Most people of a certain age are familiar with the old saying that goes something like this: “You can catch more flies with a spoonful of honey than with a barrel of vinegar.” That philosophy informs my approach in promoting peace while wearing my 51-year-old U.S. Army dress uniform and carrying a peace flag. I am unfailingly friendly, courteous and cheery when greeting people at various venues, most recently over the weekend when the Minnesota Twins were in town for a three-game series with the Cleveland Indians.
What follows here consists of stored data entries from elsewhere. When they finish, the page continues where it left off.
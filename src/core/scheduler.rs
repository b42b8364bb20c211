use std::path::PathBuf;
use std::sync::Arc;
use std::time::Duration;

use tokio::sync::Mutex;
use uuid::Uuid;
use vidget_core::core::events::{
    DownloadEvent, DownloadItem, DownloadStatus, EventEmitter, Metadata,
};
use vidget_core::models::settings::AppSettings;

use crate::core::error::DownloadError;
use crate::core::filename::{dedupe_path, resolve_filename};
use crate::core::http_client::build_client;
use crate::core::queue::DownloadQueue;
use crate::core::registry::ItemRegistry;
use crate::core::transfer::{spawn_transfer, TransferJob};

pub(crate) struct SchedulerState {
    pub registry: ItemRegistry,
    pub queue: DownloadQueue,
}

pub(crate) struct Shared<E: EventEmitter> {
    pub state: Mutex<SchedulerState>,
    pub emitter: E,
    pub client: reqwest::Client,
    pub output_dir: PathBuf,
    pub max_redirects: u32,
    pub idle_timeout: Duration,
}

/// Bounded download scheduler. Cheap to clone; all clones drive the same
/// queue.
///
/// Every mutation of the registry and the queue happens under one lock, and
/// events are emitted inside that critical section, so observers see
/// transitions in the order they were applied.
pub struct Scheduler<E: EventEmitter> {
    shared: Arc<Shared<E>>,
}

impl<E: EventEmitter> Clone for Scheduler<E> {
    fn clone(&self) -> Self {
        Self {
            shared: self.shared.clone(),
        }
    }
}

impl<E: EventEmitter> Scheduler<E> {
    /// Creates the output directory if needed and builds the HTTP client.
    pub fn new(settings: &AppSettings, emitter: E) -> Result<Self, DownloadError> {
        let dir = &settings.download.output_dir;
        std::fs::create_dir_all(dir).map_err(|e| DownloadError::fs(dir, e))?;
        let client = build_client(settings)?;
        Ok(Self::with_client(settings, client, emitter))
    }

    pub fn with_client(settings: &AppSettings, client: reqwest::Client, emitter: E) -> Self {
        let download = &settings.download;
        let state = SchedulerState {
            registry: ItemRegistry::new(),
            queue: DownloadQueue::new(download.concurrency_bound()),
        };
        Self {
            shared: Arc::new(Shared {
                state: Mutex::new(state),
                emitter,
                client,
                output_dir: download.output_dir.clone(),
                max_redirects: download.max_redirects,
                idle_timeout: Duration::from_secs(download.idle_timeout_secs.max(1)),
            }),
        }
    }

    pub fn output_dir(&self) -> &std::path::Path {
        &self.shared.output_dir
    }

    pub async fn submit(&self, url: impl Into<String>, metadata: Metadata) -> String {
        let url = url.into();
        let id = new_download_id();
        let filename = resolve_filename(&url, &metadata);
        let item = DownloadItem::new(id.clone(), url, metadata, filename);

        let mut state = self.shared.state.lock().await;
        state.registry.insert(item.clone());
        state.queue.enqueue(id.clone());
        tracing::info!("[queue] {} queued: {}", id, item.url);
        self.shared.emitter.emit(DownloadEvent::Queued(item));
        try_start_next(&self.shared, &mut state);
        id
    }

    /// Returns once an aborted transfer has removed its partial file.
    pub async fn cancel(&self, id: &str) -> bool {
        let guard = {
            let mut state = self.shared.state.lock().await;
            let guard = match state.registry.status(id) {
                Some(DownloadStatus::Queued) | Some(DownloadStatus::Paused) => {
                    state.queue.remove_pending(id);
                    state.queue.release(id)
                }
                Some(DownloadStatus::Downloading) => {
                    if let Some(slot) = state.queue.take_active(id) {
                        slot.cancel.cancel();
                    }
                    state.queue.release(id)
                }
                _ => return false,
            };

            if let Some(item) = state.registry.transition(id, DownloadStatus::Cancelled) {
                tracing::info!("[queue] {} cancelled", id);
                self.shared
                    .emitter
                    .emit(DownloadEvent::Cancelled(item.clone()));
            }
            try_start_next(&self.shared, &mut state);
            guard
        };

        if let Some(guard) = guard {
            let _settled = guard.lock().await;
        }
        true
    }

    pub async fn get(&self, id: &str) -> Option<DownloadItem> {
        let state = self.shared.state.lock().await;
        state.registry.get(id).cloned()
    }

    /// Active items in admission order, then pending items in queue order.
    pub async fn list(&self) -> Vec<DownloadItem> {
        let state = self.shared.state.lock().await;
        let mut items = state.registry.snapshot(state.queue.active_ids());
        items.extend(state.registry.snapshot(state.queue.pending_ids()));
        items
    }

    /// Every record including finished ones, in submission order.
    pub async fn history(&self) -> Vec<DownloadItem> {
        let state = self.shared.state.lock().await;
        state.registry.history()
    }

    pub async fn active_count(&self) -> usize {
        self.shared.state.lock().await.queue.active_count()
    }

    pub async fn is_paused(&self) -> bool {
        self.shared.state.lock().await.queue.is_halted()
    }

    /// Aborts every running transfer, parks the items at the head of the
    /// queue and stops admission. Returns after the aborted transfers have
    /// released their files.
    pub async fn pause_all(&self) {
        let guards = {
            let mut state = self.shared.state.lock().await;
            state.queue.halt();

            let drained = state.queue.drain_active();
            let mut paused = Vec::with_capacity(drained.len());
            let mut guards = Vec::with_capacity(drained.len());
            for slot in drained {
                slot.cancel.cancel();
                if let Some(guard) = state.queue.io_guard(&slot.id) {
                    guards.push(guard);
                }
                if let Some(item) = state.registry.transition(&slot.id, DownloadStatus::Paused) {
                    self.shared.emitter.emit(DownloadEvent::Paused(item.clone()));
                }
                paused.push(slot.id);
            }
            if !paused.is_empty() {
                tracing::info!("[queue] paused {} transfer(s)", paused.len());
            }
            state.queue.requeue_front(paused);
            guards
        };

        for guard in guards {
            let _settled = guard.lock().await;
        }
    }

    pub async fn resume_all(&self) {
        let mut state = self.shared.state.lock().await;
        let state = &mut *state;
        state.queue.unhalt();

        let parked: Vec<String> = state
            .queue
            .pending_ids()
            .filter(|id| state.registry.status(id) == Some(DownloadStatus::Paused))
            .cloned()
            .collect();
        for id in parked {
            if let Some(item) = state.registry.transition(&id, DownloadStatus::Queued) {
                self.shared.emitter.emit(DownloadEvent::Queued(item.clone()));
            }
        }
        try_start_next(&self.shared, state);
    }

    /// Re-submits a failed or cancelled item under a new id.
    pub async fn retry(&self, id: &str) -> Result<String, DownloadError> {
        let (url, metadata) = {
            let state = self.shared.state.lock().await;
            let item = state
                .registry
                .get(id)
                .ok_or_else(|| DownloadError::NotFound(id.to_string()))?;
            match item.status {
                DownloadStatus::Error | DownloadStatus::Cancelled => {
                    (item.url.clone(), item.metadata.clone())
                }
                status => {
                    return Err(DownloadError::NotRetryable {
                        id: id.to_string(),
                        status,
                    })
                }
            }
        };
        Ok(self.submit(url, metadata).await)
    }

    /// Drops finished records; returns how many were removed.
    pub async fn clear_finished(&self) -> usize {
        let mut state = self.shared.state.lock().await;
        state.registry.remove_finished()
    }
}

fn new_download_id() -> String {
    format!("dl_{}", Uuid::new_v4().simple())
}

/// Admits pending items until the bound is reached. Must be called with the
/// state lock held.
pub(crate) fn try_start_next<E: EventEmitter>(shared: &Arc<Shared<E>>, state: &mut SchedulerState) {
    while let Some(id) = state.queue.next_admissible() {
        let Some(item) = state.registry.get(&id) else {
            continue;
        };
        if item.status != DownloadStatus::Queued {
            tracing::debug!("[queue] skipping {} in state {:?}", id, item.status);
            continue;
        }

        let file_path = match &item.file_path {
            Some(path) => path.clone(),
            None => {
                let registry = &state.registry;
                dedupe_path(&shared.output_dir, &item.filename, |p| registry.path_in_use(p))
            }
        };

        let Some(item) = state.registry.transition(&id, DownloadStatus::Downloading) else {
            continue;
        };
        item.file_path = Some(file_path.clone());
        let url = item.url.clone();
        let started = item.clone();

        let (slot, io_guard) = state.queue.activate(&id);
        tracing::info!(
            "[queue] {} started ({}/{}): {}",
            id,
            state.queue.active_count(),
            state.queue.max_concurrent(),
            url
        );
        shared.emitter.emit(DownloadEvent::Started(started));

        spawn_transfer(
            shared.clone(),
            TransferJob {
                id,
                generation: slot.generation,
                url,
                file_path,
                cancel: slot.cancel,
                io_guard,
            },
        );
    }
}

#[cfg(test)]
mod tests {
    use super::*;

    #[test]
    fn ids_are_unique_and_prefixed() {
        let a = new_download_id();
        let b = new_download_id();
        assert!(a.starts_with("dl_"));
        assert_ne!(a, b);
    }
}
Yesterday (Sunday, July 14th) I often said “Good morning” to people heading to Progressive Field for the game and after noon, simply said “Hi” or “It’s a beautiful day.” Many people ignored me, although more women than men responded in kind. (It must be the uniform. In fact, one woman yesterday complimented me on my appearance. I said, “Well, I’m sucking in my gut as we speak. Don’t tell anyone but I really don’t need a belt to hold my pants up.”) One smiling man said, “What’s with the flag?” I said loud enough for others to hear, “I love peace. War? Not so much.” He smiled and a woman a couple of steps behind him loudly said, “I agree!!”
One man approached me and in a rather testy tone of voice said, “Where are the stars?” referring to the navy blue field on the flag adorned with a peace symbol rather than 50 white stars. Looking the gentleman squarely in the eye, I firmly said, “The stars are in hiding. They are ashamed, embarrassed and disgusted with all the death, destruction, instability and chaos we have caused in the Middle East.”
The man seemed a bit stunned by my comment, offering no response. His tone mellowed considerably for the rest of our brief conversation, which essentially focused on how veterans are treated shabbily. One couple who stopped asked about the peace symbol and I explained its origin, that if you superimpose the semaphore letters N and D, you get the peace symbol and that N and D stands for nuclear disarmament, a movement that began in England in the 1950s. semaphore alphabet
I told the couple some folks think my flag “disrespects” or “desecrates” the American flag and I said, as I’ve said before, “I was in Vietnam for a year and from my perspective, it doesn’t disrespect the American flag. It respects peace. People who have not been in a war will never ever, NEVER EVER respect peace to the same degree I do.” The man thanked me for what I was doing.
A couple of days earlier, on Friday, July 12th, as I headed for my ride home on the blue line rapid transit after leaving my post near Progressive Field, I greeted three young women walking toward me and they responded in kind. As they passed by me, one of the women said, “A peace flag!! Can I have my picture taken with you?!” (You know the answer to that question.) One of her friends took the photo, but the third woman stood several feet away, apparently less-than-thrilled with my presence. I gave the two friendly women my Funny Times business card indicating my whimsical job title. (I operate the company’s Gift Shop, so my business card says I am the company’s Chief Shoperating Officer.) I encouraged the women to google what I had written on the back of the card: Pumphrey RNC, to see several photos and some interviews related to the Republican National Convention held in Cleveland in July, 2016.